At last, people begin to understand. It’s not just some abstract end of the world. It’s the end of Wonder Bread. It’s the end of Ding Dongs. It’s the end of Twinkies. Hostess Brands Inc. have shut all their factories. Many thousands of employees who decided to strike a company that had twice filed for Chapter Eleven protection also begin to understand. They may now wave their little signs in perpetuity.
Except, not so fast. Those bidding auction-room prices on eBay for “the last box of Twinkies” may soon find that the liquidators have sold the brands, together with the industrial recipes. Twinkies may rise again. Maybe they’ll start making them in China. They are imperishable after all. One could ship them from anywhere.

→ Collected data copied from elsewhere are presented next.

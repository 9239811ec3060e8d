//! CLI 模块
//!
//! 提供命令行接口，支持以下功能：
//!
//! - `send` - 发送文本或文件
//! - `test` - 检查与消息平台的连通性
//! - `metrics` - 打印本机系统指标
//! - `system` - 发送系统状态报告
//! - `validate-cron` - 校验 cron 表达式并列出接下来的触发时间
//!
//! # 使用示例
//!
//! ```bash
//! # 发往默认接收方
//! notify send "部署完成"
//!
//! # 指定多个接收方和排版模式
//! notify send "<b>构建失败</b>" --chat-id 12345 --chat-id -100200 --parse-mode html
//!
//! # 发送文件
//! notify send --file ./report.pdf --caption "周报" -c 12345
//!
//! # 查看 cron 表达式的触发时间
//! notify validate-cron "30 9 * * mon-fri" -n 3
//! ```
//!
//! HTTP 服务由 `notification-server` 提供。

pub mod commands;
pub mod runner;

pub use commands::{Cli, Commands};
pub use runner::{CommandRunner, next_fire_times, report_outcomes};
// Copyright (c) 2025 Soumyadip Sarkar.
// All rights reserved.
//
// This source code is licensed under the license found in the
// LICENSE file in the root directory of this source tree.

pub mod accounts;
pub mod categories;
pub mod transactions;
pub mod budgets;
pub mod manage;
pub mod home;
pub mod exporter;
pub mod doctor;
pub mod settings;
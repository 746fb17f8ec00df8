// Copyright (c) 2025 Soumyadip Sarkar.
// All rights reserved.
//
// This source code is licensed under the license found in the
// LICENSE file in the root directory of this source tree.

//! Input drafts checked before anything touches the database.

use crate::error::{BudgetError, BudgetResult};
use crate::ledger::Period;
use crate::models::NewTransaction;
use crate::utils::local_midnight_utc;
use chrono::NaiveDate;
use rust_decimal::Decimal;

pub const MISSING_FIELDS: &str = "Please fill all required fields.";
pub const OUTFLOW_NEEDS_CATEGORY: &str = "Please select a category for outflows.";
pub const STARTING_BALANCE_PAYEE: &str = "Starting Balance";

#[derive(Debug, Clone, Copy, Default, PartialEq, Eq)]
pub enum Direction {
    #[default]
    Outflow,
    Inflow,
}

/// Raw transaction input. The amount is entered unsigned; `direction` picks the sign.
#[derive(Debug, Clone, Default)]
pub struct TransactionDraft {
    pub payee: String,
    pub amount: String,
    /// `YYYY-MM-DD`, interpreted as local midnight.
    pub date: String,
    pub account_id: Option<i64>,
    pub category_id: Option<i64>,
    pub direction: Direction,
}

impl TransactionDraft {
    pub fn validate(&self) -> BudgetResult<NewTransaction> {
        let payee = self.payee.trim();
        let amount = parse_amount(&self.amount);
        let (Some(amount), Some(account_id)) = (amount, self.account_id) else {
            return Err(BudgetError::validation(MISSING_FIELDS));
        };
        if payee.is_empty() {
            return Err(BudgetError::validation(MISSING_FIELDS));
        }
        if amount.is_sign_negative() && !amount.is_zero() {
            return Err(BudgetError::validation(
                "Amount must not be negative; choose inflow or outflow instead.",
            ));
        }
        check_amount(amount)?;
        let category_id = match self.direction {
            Direction::Outflow => {
                Some(self.category_id.ok_or_else(|| BudgetError::validation(OUTFLOW_NEEDS_CATEGORY))?)
            }
            // Inflows always go to Ready to Assign.
            Direction::Inflow => None,
        };
        let date = NaiveDate::parse_from_str(self.date.trim(), "%Y-%m-%d").map_err(|_| {
            BudgetError::validation(format!("Invalid date '{}', expected YYYY-MM-DD", self.date))
        })?;

        let amount = match self.direction {
            Direction::Outflow => -amount,
            Direction::Inflow => amount,
        };
        Ok(NewTransaction {
            date: local_midnight_utc(date),
            payee: payee.to_string(),
            amount,
            account_id,
            category_id,
        })
    }
}

/// New account with an optional opening balance (blank means zero).
#[derive(Debug, Clone, Default)]
pub struct AccountDraft {
    pub name: String,
    pub starting_balance: String,
}

impl AccountDraft {
    pub fn validate(&self) -> BudgetResult<(String, Decimal)> {
        let name = required_name(&self.name, "Account")?;
        let balance = if self.starting_balance.trim().is_empty() {
            Decimal::ZERO
        } else {
            let balance = parse_amount(&self.starting_balance).ok_or_else(|| {
                BudgetError::validation(format!(
                    "Invalid starting balance '{}'",
                    self.starting_balance.trim()
                ))
            })?;
            check_amount(balance)?
        };
        Ok((name, balance))
    }
}

#[derive(Debug, Clone, Default)]
pub struct CategoryDraft {
    pub name: String,
}

impl CategoryDraft {
    pub fn validate(&self) -> BudgetResult<String> {
        required_name(&self.name, "Category")
    }
}

#[derive(Debug, Clone, Default)]
pub struct BudgetDraft {
    pub month: String,
    pub amount: String,
}

impl BudgetDraft {
    pub fn validate(&self) -> BudgetResult<(Period, Decimal)> {
        let period = Period::parse(&self.month)?;
        let amount = parse_amount(&self.amount)
            .ok_or_else(|| BudgetError::validation(format!("Invalid amount '{}'", self.amount.trim())))?;
        if amount.is_sign_negative() && !amount.is_zero() {
            return Err(BudgetError::validation("Assigned amount must not be negative"));
        }
        check_amount(amount)?;
        Ok((period, amount))
    }
}

/// Largest magnitude accepted for a single amount. Sums over any realistic
/// number of rows stay far below `Decimal::MAX`.
pub fn max_amount() -> Decimal {
    Decimal::from(1_000_000_000_000_000i64)
}

/// Rejects amounts above `max_amount()` or with more than two decimal places.
pub fn check_amount(amount: Decimal) -> BudgetResult<Decimal> {
    if amount.abs() > max_amount() {
        return Err(BudgetError::validation(format!(
            "Amount {} exceeds the maximum of {}",
            amount,
            max_amount()
        )));
    }
    if amount.normalize().scale() > 2 {
        return Err(BudgetError::validation(format!(
            "Amount {} has more than two decimal places",
            amount
        )));
    }
    Ok(amount)
}

fn parse_amount(s: &str) -> Option<Decimal> {
    s.trim().parse::<Decimal>().ok()
}

fn required_name(raw: &str, entity: &str) -> BudgetResult<String> {
    let name = raw.trim();
    if name.is_empty() {
        return Err(BudgetError::validation(format!("{} name is required", entity)));
    }
    Ok(name.to_string())
}
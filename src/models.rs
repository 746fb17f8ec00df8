// Copyright (c) 2025 Soumyadip Sarkar.
// All rights reserved.
//
// This source code is licensed under the license found in the
// LICENSE file in the root directory of this source tree.

use chrono::{DateTime, Local, NaiveDate, Utc};
use rust_decimal::Decimal;
use serde::{Deserialize, Serialize};

#[derive(Debug, Clone, PartialEq, Serialize, Deserialize)]
pub struct Account {
    pub id: i64,
    pub owner: String,
    pub name: String,
}

#[derive(Debug, Clone, PartialEq, Serialize, Deserialize)]
pub struct Category {
    pub id: i64,
    pub owner: String,
    pub name: String,
}

#[derive(Debug, Clone, PartialEq, Serialize, Deserialize)]
pub struct MonthlyBudget {
    pub id: i64,
    pub owner: String,
    pub category_id: i64,
    pub year: i32,
    pub month: u32, // 1 = January
    pub assigned: Decimal,
}

#[derive(Debug, Clone, PartialEq, Serialize, Deserialize)]
pub struct Transaction {
    pub id: i64,
    pub owner: String,
    pub date: DateTime<Utc>,
    pub payee: String,
    /// Positive for inflows, negative for outflows.
    pub amount: Decimal,
    pub account_id: i64,
    /// `None` means the money lands in Ready to Assign.
    pub category_id: Option<i64>,
}

impl Transaction {
    pub fn is_inflow(&self) -> bool {
        self.amount > Decimal::ZERO
    }

    pub fn is_outflow(&self) -> bool {
        self.amount < Decimal::ZERO
    }

    /// Calendar date of the transaction in the local timezone.
    pub fn local_date(&self) -> NaiveDate {
        self.date.with_timezone(&Local).date_naive()
    }
}

/// Validated input for a transaction insert. Ownership is added by the store.
#[derive(Debug, Clone, PartialEq)]
pub struct NewTransaction {
    pub date: DateTime<Utc>,
    pub payee: String,
    pub amount: Decimal,
    pub account_id: i64,
    pub category_id: Option<i64>,
}
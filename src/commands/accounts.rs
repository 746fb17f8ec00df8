// Copyright (c) 2025 Soumyadip Sarkar.
// All rights reserved.
//
// This source code is licensed under the license found in the
// LICENSE file in the root directory of this source tree.

use crate::form::AccountDraft;
use crate::ledger::account_balances;
use crate::store::Store;
use crate::utils::{fmt_money, maybe_print_json, pretty_table};
use anyhow::{Context, Result};
use chrono::Utc;

pub fn handle(store: &Store, m: &clap::ArgMatches) -> Result<()> {
    match m.subcommand() {
        Some(("add", sub)) => add(store, sub)?,
        Some(("list", sub)) => list(store, sub)?,
        _ => {}
    }
    Ok(())
}

fn add(store: &Store, sub: &clap::ArgMatches) -> Result<()> {
    let draft = AccountDraft {
        name: sub.get_one::<String>("name").cloned().unwrap_or_default(),
        starting_balance: sub.get_one::<String>("balance").cloned().unwrap_or_default(),
    };
    let (name, balance) = draft.validate()?;
    let account = store
        .create_account_with_balance(&name, balance, Utc::now())
        .context("Could not create account")?;
    tracing::info!(owner = store.owner(), id = account.id, "account added");
    if balance.is_zero() {
        println!("Added account '{}'", account.name);
    } else {
        println!(
            "Added account '{}' with starting balance {}",
            account.name,
            fmt_money(&balance)
        );
    }
    Ok(())
}

fn list(store: &Store, sub: &clap::ArgMatches) -> Result<()> {
    let accounts = store.accounts()?;
    let transactions = store.transactions()?;
    let balances = account_balances(&accounts, &transactions);
    if !maybe_print_json(sub.get_flag("json"), sub.get_flag("jsonl"), &balances)? {
        let rows = balances
            .iter()
            .map(|b| vec![b.name.clone(), fmt_money(&b.balance)])
            .collect();
        println!("{}", pretty_table(&["Account", "Balance"], rows));
    }
    Ok(())
}
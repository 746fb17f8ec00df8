// Copyright (c) 2025 Soumyadip Sarkar.
// All rights reserved.
//
// This source code is licensed under the license found in the
// LICENSE file in the root directory of this source tree.

use crate::ledger::{AccountBalance, account_balances};
use crate::store::Store;
use crate::utils::{fmt_money, pretty_table};
use anyhow::Result;

pub const NO_ACCOUNTS_HINT: &str = "No accounts yet. Add one to get started!";
pub const NO_CATEGORIES_HINT: &str = "No categories yet. Add some to build your budget.";

/// Accounts with their balances and category names, in name order.
#[derive(Debug, Clone, PartialEq)]
pub struct ManageView {
    pub accounts: Vec<AccountBalance>,
    pub categories: Vec<String>,
}

pub fn manage_view(store: &Store) -> Result<ManageView> {
    let accounts = store.accounts()?;
    let transactions = store.transactions()?;
    Ok(ManageView {
        accounts: account_balances(&accounts, &transactions),
        categories: store.categories()?.into_iter().map(|c| c.name).collect(),
    })
}

/// Printable lines; an empty section shows its hint instead of a table.
pub fn render(view: &ManageView) -> Vec<String> {
    let mut lines = vec!["Accounts".to_string()];
    if view.accounts.is_empty() {
        lines.push(NO_ACCOUNTS_HINT.to_string());
    } else {
        let rows = view
            .accounts
            .iter()
            .map(|b| vec![b.name.clone(), fmt_money(&b.balance)])
            .collect();
        lines.push(pretty_table(&["Account", "Balance"], rows).to_string());
    }

    lines.push(String::new());
    lines.push("Categories".to_string());
    if view.categories.is_empty() {
        lines.push(NO_CATEGORIES_HINT.to_string());
    } else {
        let rows = view.categories.iter().map(|c| vec![c.clone()]).collect();
        lines.push(pretty_table(&["Category"], rows).to_string());
    }
    lines
}

pub fn handle(store: &Store) -> Result<()> {
    for line in render(&manage_view(store)?) {
        println!("{}", line);
    }
    Ok(())
}
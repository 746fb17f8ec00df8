// Copyright (c) 2025 Soumyadip Sarkar.
// All rights reserved.
//
// This source code is licensed under the license found in the
// LICENSE file in the root directory of this source tree.

use crate::form::STARTING_BALANCE_PAYEE;
use crate::ledger::Period;
use crate::store::Store;
use crate::utils::{fmt_money, pretty_table};
use anyhow::Result;
use std::collections::{BTreeMap, HashMap};

#[derive(Debug, Clone, PartialEq, Eq)]
pub struct Finding {
    pub issue: &'static str,
    pub detail: String,
}

pub fn findings(store: &Store) -> Result<Vec<Finding>> {
    let mut out = Vec::new();
    let names: HashMap<i64, String> = store
        .categories()?
        .into_iter()
        .map(|c| (c.id, c.name))
        .collect();

    // 1) More than one budget entry for the same category and month
    let mut counts: BTreeMap<(i64, i32, u32), usize> = BTreeMap::new();
    for b in store.monthly_budgets()? {
        *counts.entry((b.category_id, b.year, b.month)).or_default() += 1;
    }
    for ((cid, year, month), n) in counts {
        if n > 1 {
            let period = Period { year, month };
            let name = names.get(&cid).cloned().unwrap_or_else(|| cid.to_string());
            out.push(Finding {
                issue: "duplicate_monthly_budget",
                detail: format!("{} {} ({} entries)", name, period, n),
            });
        }
    }

    // 2) Outflows that no category pays for. A negative opening balance is
    //    recorded uncategorized and is not one of them.
    for t in store.transactions()? {
        if t.is_outflow() && t.category_id.is_none() && t.payee != STARTING_BALANCE_PAYEE {
            out.push(Finding {
                issue: "uncategorized_outflow",
                detail: format!("{} {} {}", t.local_date(), t.payee, fmt_money(&t.amount)),
            });
        }
    }
    Ok(out)
}

pub fn handle(store: &Store) -> Result<()> {
    let found = findings(store)?;
    if found.is_empty() {
        println!("doctor: no issues found");
        return Ok(());
    }
    for f in &found {
        tracing::warn!(issue = f.issue, detail = %f.detail, "doctor finding");
    }
    let rows = found
        .into_iter()
        .map(|f| vec![f.issue.to_string(), f.detail])
        .collect();
    println!("{}", pretty_table(&["Issue", "Detail"], rows));
    Ok(())
}
// Copyright (c) 2025 Soumyadip Sarkar.
// All rights reserved.
//
// This source code is licensed under the license found in the
// LICENSE file in the root directory of this source tree.

//! Derived state. Nothing here is persisted: balances, availability and the
//! Ready to Assign pool are recomputed from the collections on every view.

use crate::error::{BudgetError, BudgetResult};
use crate::models::{Account, Category, MonthlyBudget, Transaction};
use chrono::{Datelike, Local, NaiveDate};
use rust_decimal::Decimal;
use serde::Serialize;
use std::fmt;

/// A budgeting month.
#[derive(Debug, Clone, Copy, PartialEq, Eq, PartialOrd, Ord, Hash, Serialize)]
pub struct Period {
    pub year: i32,
    pub month: u32,
}

impl Period {
    pub fn new(year: i32, month: u32) -> BudgetResult<Self> {
        if !(1..=12).contains(&month) {
            return Err(BudgetError::validation(format!(
                "Invalid month number {}",
                month
            )));
        }
        Ok(Self { year, month })
    }

    /// Parses `YYYY-MM`.
    pub fn parse(s: &str) -> BudgetResult<Self> {
        let s = s.trim();
        NaiveDate::parse_from_str(&format!("{}-01", s), "%Y-%m-%d")
            .map(Self::from_date)
            .map_err(|_| BudgetError::validation(format!("Invalid month '{}', expected YYYY-MM", s)))
    }

    pub fn from_date(date: NaiveDate) -> Self {
        Self {
            year: date.year(),
            month: date.month(),
        }
    }

    pub fn current() -> Self {
        Self::from_date(Local::now().date_naive())
    }

    pub fn contains(&self, date: NaiveDate) -> bool {
        date.year() == self.year && date.month() == self.month
    }
}

impl fmt::Display for Period {
    fn fmt(&self, f: &mut fmt::Formatter<'_>) -> fmt::Result {
        write!(f, "{:04}-{:02}", self.year, self.month)
    }
}

#[derive(Debug, Clone, Copy, PartialEq, Eq)]
pub enum AccountFilter {
    All,
    Account(i64),
}

impl AccountFilter {
    fn matches(&self, t: &Transaction) -> bool {
        match self {
            Self::All => true,
            Self::Account(id) => t.account_id == *id,
        }
    }
}

#[derive(Debug, Clone, PartialEq, Serialize)]
pub struct AccountBalance {
    pub account_id: i64,
    pub name: String,
    pub balance: Decimal,
}

#[derive(Debug, Clone, PartialEq, Serialize)]
pub struct BudgetRow {
    pub category_id: i64,
    pub name: String,
    pub assigned: Decimal,
    pub spent: Decimal,
    pub available: Decimal,
}

pub fn account_balance(transactions: &[Transaction], account_id: i64) -> Decimal {
    transactions
        .iter()
        .filter(|t| t.account_id == account_id)
        .map(|t| t.amount)
        .sum()
}

pub fn account_balances(accounts: &[Account], transactions: &[Transaction]) -> Vec<AccountBalance> {
    accounts
        .iter()
        .map(|a| AccountBalance {
            account_id: a.id,
            name: a.name.clone(),
            balance: account_balance(transactions, a.id),
        })
        .collect()
}

/// Total assigned to a category for a month. Duplicate entries are summed.
pub fn assigned_for(budgets: &[MonthlyBudget], category_id: i64, period: Period) -> Decimal {
    budgets
        .iter()
        .filter(|b| b.category_id == category_id && b.year == period.year && b.month == period.month)
        .map(|b| b.assigned)
        .sum()
}

/// Magnitude of outflows charged to a category during a month.
pub fn spent_in(transactions: &[Transaction], category_id: i64, period: Period) -> Decimal {
    transactions
        .iter()
        .filter(|t| {
            t.is_outflow() && t.category_id == Some(category_id) && period.contains(t.local_date())
        })
        .map(|t| -t.amount)
        .sum()
}

pub fn category_available(
    budgets: &[MonthlyBudget],
    transactions: &[Transaction],
    category_id: i64,
    period: Period,
) -> Decimal {
    assigned_for(budgets, category_id, period) - spent_in(transactions, category_id, period)
}

/// Uncategorized inflows minus everything assigned, across all months.
pub fn ready_to_assign(transactions: &[Transaction], budgets: &[MonthlyBudget]) -> Decimal {
    let inflows: Decimal = transactions
        .iter()
        .filter(|t| t.is_inflow() && t.category_id.is_none())
        .map(|t| t.amount)
        .sum();
    let assigned: Decimal = budgets.iter().map(|b| b.assigned).sum();
    inflows - assigned
}

pub fn budget_rows(
    categories: &[Category],
    budgets: &[MonthlyBudget],
    transactions: &[Transaction],
    period: Period,
) -> Vec<BudgetRow> {
    categories
        .iter()
        .map(|c| {
            let assigned = assigned_for(budgets, c.id, period);
            let spent = spent_in(transactions, c.id, period);
            BudgetRow {
                category_id: c.id,
                name: c.name.clone(),
                assigned,
                spent,
                available: assigned - spent,
            }
        })
        .collect()
}

/// Most recent first; equal timestamps fall back to insertion order, newest first.
pub fn filter_transactions(transactions: &[Transaction], filter: AccountFilter) -> Vec<&Transaction> {
    let mut out: Vec<&Transaction> = transactions.iter().filter(|t| filter.matches(t)).collect();
    out.sort_by(|a, b| b.date.cmp(&a.date).then(b.id.cmp(&a.id)));
    out
}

One hardly knows what to think. Up here in the High Doganate, we are shockingly indifferent to the fate of Twinkies. Our view was that a person who puts that in his mouth needs the rest of his head examined. But not by us. We are snooty and elitist up here. By the standards of the Greater Parkdale Area we probably count as a foodie. We did eat a Twinkie once, or something very similar; just as we once tried Beondegi, the popular Korean snack, made from steamed silkworm pupae (and not from maggots as commonly supposed). You only live once, and not long at that, as the philosophers have observed. In neither case did we finish the serving. Given starvation, and a choice only between the two — between a tin of Beondegi and a box of Twinkies — well, we preferred the seasoning of the silkworm pupae.
But we are not Mayor Bloomberg. We wouldn’t try to discourage members of the urban proletariat from buying Twinkies, or soda pop in gallon jugs, or any of the other products of post-modern capitalism. We would drop the ridiculous health messages he and his ilk now propose to stipulate. We have never liked half measures.
No, we would do nothing of the kind. At least, not until we have the vice squads in place for the Aesthetic Division of our new “Rapid Reactionary” model police. This paramilitary force, which we have often imagined, would conduct dawn raids on the supermarkets, removing from the shelves everything deemed ugly, purely on the basis of external packaging. Even the milk would go, if our cops found it being sold in these 1.33-litre plastic “bladder bags.” Indeed, anything sorted into metric portions would be a candidate for our Lists.
We have never felt comfortable telling people how to live. Not when we can reduce their options by direct action.